What to work on: Count every line of the data that includes "pending". State only the number.

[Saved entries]
------------------------------------------------
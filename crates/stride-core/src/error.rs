use std::path::PathBuf;

use thiserror::Error;

use crate::session::SessionError;

#[derive(Debug, Error)]
pub enum StrideError {
    #[error("config file not found: {0}")]
    ConfigNotFound(PathBuf),

    #[error("invalid account name '{0}': must be alphanumeric with '-' or '_'")]
    InvalidAccountName(String),

    #[error("missing credentials for account '{0}'")]
    MissingCredentials(String),

    #[error("unsupported file kind '{0}': expected fit, gpx, or tcx")]
    UnsupportedFileKind(String),

    #[error(transparent)]
    Session(#[from] SessionError),

    #[error("database error: {0}")]
    Database(#[from] rusqlite::Error),

    #[error(transparent)]
    Io(#[from] std::io::Error),

    #[error(transparent)]
    Yaml(#[from] serde_yaml::Error),

    #[error(transparent)]
    Json(#[from] serde_json::Error),
}

pub type Result<T> = std::result::Result<T, StrideError>;
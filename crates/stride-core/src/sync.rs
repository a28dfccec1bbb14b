//! Multi-account sync orchestration.
//!
//! Accounts are processed strictly one after another; the only true
//! parallelism in the system is the bounded download executor inside a
//! single account's fetch phase. Each account's filesystem side effects
//! are confined to its own workspace, and the remote session handle is
//! owned by the account's scope so its connection resources are released
//! exactly once, on every exit path, when the scope ends.
//!
//! Every collaborator failure is caught at the account boundary and
//! recorded as a tagged outcome; nothing propagates past the account
//! loop, so one account can never abort the batch for the others.

use std::path::Path;
use std::sync::Arc;

use md5::{Digest, Md5};
use serde::Serialize;

use crate::artifact::{self, ArtifactSet};
use crate::config::{UserAccount, UsersConfig};
use crate::error::StrideError;
use crate::fetch::{self, FetchFailure, FetchReport, MAX_CONCURRENT_DOWNLOADS};
use crate::io;
use crate::manifest;
use crate::paths;
use crate::session::{RemoteSession, SessionConnector};
use crate::types::{ActivityRef, FileKind};

// ---------------------------------------------------------------------------
// Options
// ---------------------------------------------------------------------------

#[derive(Debug, Clone)]
pub struct SyncOptions {
    pub kind: FileKind,
    pub only_run: bool,
    pub concurrency: usize,
}

impl Default for SyncOptions {
    fn default() -> Self {
        SyncOptions {
            kind: FileKind::Fit,
            only_run: false,
            concurrency: MAX_CONCURRENT_DOWNLOADS,
        }
    }
}

// ---------------------------------------------------------------------------
// Outcome types
// ---------------------------------------------------------------------------

/// Where in the per-account pipeline a fatal failure occurred.
#[derive(Debug, Clone, Copy, PartialEq, Eq, Serialize)]
#[serde(rename_all = "snake_case")]
pub enum SyncStage {
    Config,
    Workspace,
    Login,
    List,
    Build,
}

impl SyncStage {
    pub fn as_str(&self) -> &'static str {
        match self {
            SyncStage::Config => "config",
            SyncStage::Workspace => "workspace",
            SyncStage::Login => "login",
            SyncStage::List => "list",
            SyncStage::Build => "build",
        }
    }
}

impl std::fmt::Display for SyncStage {
    fn fmt(&self, f: &mut std::fmt::Formatter<'_>) -> std::fmt::Result {
        f.write_str(self.as_str())
    }
}

/// Account-fatal failure: the stage it happened in plus the cause.
#[derive(Debug)]
pub struct AccountFailure {
    pub stage: SyncStage,
    pub source: StrideError,
}

impl std::fmt::Display for AccountFailure {
    fn fmt(&self, f: &mut std::fmt::Formatter<'_>) -> std::fmt::Result {
        write!(f, "{} failed: {}", self.stage, self.source)
    }
}

/// What one successfully-processed account did this pass.
#[derive(Debug)]
pub struct SyncSummary {
    pub remote: usize,
    pub pending: usize,
    pub saved: usize,
    pub skipped: usize,
    pub fetch_failures: Vec<FetchFailure>,
    pub artifacts: ArtifactSet,
}

#[derive(Debug)]
pub struct AccountOutcome {
    pub account: String,
    pub result: Result<SyncSummary, AccountFailure>,
}

/// Aggregated per-account outcomes for one batch run.
#[derive(Debug, Default)]
pub struct BatchReport {
    pub outcomes: Vec<AccountOutcome>,
}

impl BatchReport {
    pub fn failed_accounts(&self) -> usize {
        self.outcomes.iter().filter(|o| o.result.is_err()).count()
    }
}

// ---------------------------------------------------------------------------
// Secret digest
// ---------------------------------------------------------------------------

/// One-way digest of the raw account secret. The remote service
/// authenticates with the MD5 hex of the password; the raw secret is
/// never stored or passed beyond this transformation.
pub fn digest_secret(raw: &str) -> String {
    let mut hasher = Md5::new();
    hasher.update(raw.as_bytes());
    hasher
        .finalize()
        .iter()
        .map(|b| format!("{b:02x}"))
        .collect()
}

// ---------------------------------------------------------------------------
// Orchestrator
// ---------------------------------------------------------------------------

/// Sync every configured account, one at a time, to completion or to a
/// recorded failure. Always attempts every account.
pub async fn sync_accounts<C>(
    connector: &C,
    cfg: &UsersConfig,
    root: &Path,
    opts: &SyncOptions,
) -> BatchReport
where
    C: SessionConnector,
{
    let mut outcomes = Vec::with_capacity(cfg.users.len());
    for user in &cfg.users {
        tracing::info!(account = %user.name, "starting sync");
        let result = sync_account(connector, user, root, opts).await;
        match &result {
            Ok(summary) => tracing::info!(
                account = %user.name,
                remote = summary.remote,
                saved = summary.saved,
                "sync complete"
            ),
            Err(failure) => tracing::warn!(
                account = %user.name,
                stage = %failure.stage,
                error = %failure.source,
                "account skipped"
            ),
        }
        outcomes.push(AccountOutcome {
            account: user.name.clone(),
            result,
        });
    }
    BatchReport { outcomes }
}

fn fail(stage: SyncStage) -> impl FnOnce(StrideError) -> AccountFailure {
    move |source| AccountFailure { stage, source }
}

async fn sync_account<C>(
    connector: &C,
    user: &UserAccount,
    root: &Path,
    opts: &SyncOptions,
) -> Result<SyncSummary, AccountFailure>
where
    C: SessionConnector,
{
    paths::validate_account_name(&user.name).map_err(fail(SyncStage::Config))?;
    let creds = user.credentials().ok_or_else(|| AccountFailure {
        stage: SyncStage::Config,
        source: StrideError::MissingCredentials(user.name.clone()),
    })?;

    let workspace = paths::workspace_dir(root, &user.name, opts.kind);
    io::ensure_dir(&workspace).map_err(fail(SyncStage::Workspace))?;

    // The session lives for exactly this scope; dropping it (any exit
    // path below) releases its connection resources once.
    let digest = digest_secret(&creds.password);
    let session = connector
        .login(&creds.account, &digest)
        .await
        .map_err(|e| fail(SyncStage::Login)(e.into()))?;
    let session = Arc::new(session);

    let remote = session
        .list_activities(opts.only_run)
        .await
        .map_err(|e| fail(SyncStage::List)(e.into()))?;
    let local = manifest::downloaded_ids(&workspace).map_err(fail(SyncStage::List))?;

    let pending: Vec<ActivityRef> = remote
        .iter()
        .filter(|a| !local.contains(&a.id))
        .cloned()
        .collect();
    tracing::info!(
        account = %user.name,
        remote = remote.len(),
        pending = pending.len(),
        "computed pending set"
    );

    let report = if pending.is_empty() {
        FetchReport::default()
    } else {
        fetch::fetch_all(
            Arc::clone(&session),
            pending.clone(),
            opts.kind,
            &workspace,
            opts.concurrency,
        )
        .await
    };
    for failure in &report.failures {
        tracing::warn!(
            account = %user.name,
            activity = %failure.activity_id,
            error = %failure.error,
            "download failed"
        );
    }

    // Build failure leaves the downloaded raw files untouched; the next
    // run recomputes an empty pending set and retries only the build.
    let artifacts = artifact::build(
        &workspace,
        &paths::database_path(root, &user.name),
        &paths::export_path(root, &user.name),
        opts.kind,
        &user.name,
    )
    .map_err(fail(SyncStage::Build))?;

    Ok(SyncSummary {
        remote: remote.len(),
        pending: pending.len(),
        saved: report.saved,
        skipped: report.skipped,
        fetch_failures: report.failures,
        artifacts,
    })
}

// ---------------------------------------------------------------------------
// Tests
// ---------------------------------------------------------------------------
//! Local manifest scanning.
//!
//! The set of already-downloaded activities is derived from filenames alone
//! (one file per activity, identifier as the stem). File contents are never
//! opened; presence is sufficient.

use std::collections::HashSet;
use std::path::Path;

use crate::error::Result;

/// Activity ids already materialized in `dir`.
///
/// The id is the filename stem up to the first `.`. Hidden files are
/// ignored. A missing or empty directory yields the empty set, not an
/// error: a fresh account simply has everything pending.
pub fn downloaded_ids(dir: &Path) -> Result<HashSet<String>> {
    let mut ids = HashSet::new();
    if !dir.exists() {
        return Ok(ids);
    }
    for entry in std::fs::read_dir(dir)? {
        let entry = entry?;
        if !entry.file_type()?.is_file() {
            continue;
        }
        let name = entry.file_name();
        let name = name.to_string_lossy();
        if name.starts_with('.') {
            continue;
        }
        if let Some(id) = name.split('.').next() {
            if !id.is_empty() {
                ids.insert(id.to_string());
            }
        }
    }
    Ok(ids)
}

#[cfg(test)]
mod tests {
    use super::*;
    use tempfile::TempDir;

    fn touch(dir: &TempDir, name: &str) {
        std::fs::write(dir.path().join(name), b"x").unwrap();
    }

    #[test]
    fn missing_dir_yields_empty_set() {
        let dir = TempDir::new().unwrap();
        let ids = downloaded_ids(&dir.path().join("nope")).unwrap();
        assert!(ids.is_empty());
    }

    #[test]
    fn empty_dir_yields_empty_set() {
        let dir = TempDir::new().unwrap();
        assert!(downloaded_ids(dir.path()).unwrap().is_empty());
    }

    #[test]
    fn parses_ids_from_stems() {
        let dir = TempDir::new().unwrap();
        touch(&dir, "417032501650163435.fit");
        touch(&dir, "417032501650163436.fit");
        let ids = downloaded_ids(dir.path()).unwrap();
        assert_eq!(ids.len(), 2);
        assert!(ids.contains("417032501650163435"));
        assert!(ids.contains("417032501650163436"));
    }

    #[test]
    fn ignores_hidden_files() {
        let dir = TempDir::new().unwrap();
        touch(&dir, ".DS_Store");
        touch(&dir, "123.fit");
        let ids = downloaded_ids(dir.path()).unwrap();
        assert_eq!(ids.len(), 1);
        assert!(ids.contains("123"));
    }

    #[test]
    fn ignores_subdirectories() {
        let dir = TempDir::new().unwrap();
        std::fs::create_dir(dir.path().join("456")).unwrap();
        touch(&dir, "123.fit");
        let ids = downloaded_ids(dir.path()).unwrap();
        assert_eq!(ids.len(), 1);
    }

    #[test]
    fn stem_stops_at_first_dot() {
        let dir = TempDir::new().unwrap();
        touch(&dir, "789.fit.gz");
        let ids = downloaded_ids(dir.path()).unwrap();
        assert!(ids.contains("789"));
    }
}
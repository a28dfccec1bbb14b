use crate::error::{Result, StrideError};
use crate::types::FileKind;
use regex::Regex;
use std::path::{Path, PathBuf};
use std::sync::OnceLock;

// ---------------------------------------------------------------------------
// Directory constants
// ---------------------------------------------------------------------------

pub const USERS_FILE: &str = "users.yaml";
pub const DATA_USERS_DIR: &str = "data/users";
pub const PUBLIC_USERS_DIR: &str = "public/users";

pub const DATABASE_FILE: &str = "data.db";
pub const EXPORT_FILE: &str = "activities.json";
pub const META_FILE: &str = "meta.json";

// ---------------------------------------------------------------------------
// Path helpers
// ---------------------------------------------------------------------------

/// `<root>/data/users/<account>`: private data for one account.
pub fn account_dir(root: &Path, account: &str) -> PathBuf {
    root.join(DATA_USERS_DIR).join(account)
}

/// `<root>/data/users/<account>/FIT_OUT` (kind uppercased): the workspace
/// holding raw downloaded activity files, exclusively owned by one account.
pub fn workspace_dir(root: &Path, account: &str, kind: FileKind) -> PathBuf {
    account_dir(root, account).join(format!("{}_OUT", kind.as_str().to_uppercase()))
}

/// `<root>/data/users/<account>/data.db`
pub fn database_path(root: &Path, account: &str) -> PathBuf {
    account_dir(root, account).join(DATABASE_FILE)
}

/// `<root>/public/users/<account>`: published artifacts for one account.
pub fn public_dir(root: &Path, account: &str) -> PathBuf {
    root.join(PUBLIC_USERS_DIR).join(account)
}

/// `<root>/public/users/<account>/activities.json`
pub fn export_path(root: &Path, account: &str) -> PathBuf {
    public_dir(root, account).join(EXPORT_FILE)
}

/// `<root>/public/users/<account>/meta.json`
pub fn meta_path(root: &Path, account: &str) -> PathBuf {
    public_dir(root, account).join(META_FILE)
}

// ---------------------------------------------------------------------------
// Account name validation
// ---------------------------------------------------------------------------

static NAME_RE: OnceLock<Regex> = OnceLock::new();

fn name_re() -> &'static Regex {
    NAME_RE.get_or_init(|| Regex::new(r"^[A-Za-z0-9][A-Za-z0-9_\-]*$").unwrap())
}

/// Account names become directory components under `data/` and `public/`,
/// so anything that could traverse or collide is rejected up front.
pub fn validate_account_name(name: &str) -> Result<()> {
    if name.is_empty() || name.len() > 64 || !name_re().is_match(name) {
        return Err(StrideError::InvalidAccountName(name.to_string()));
    }
    Ok(())
}

// ---------------------------------------------------------------------------
// Tests
// ---------------------------------------------------------------------------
------------------------------------------------
Exercise solution: 9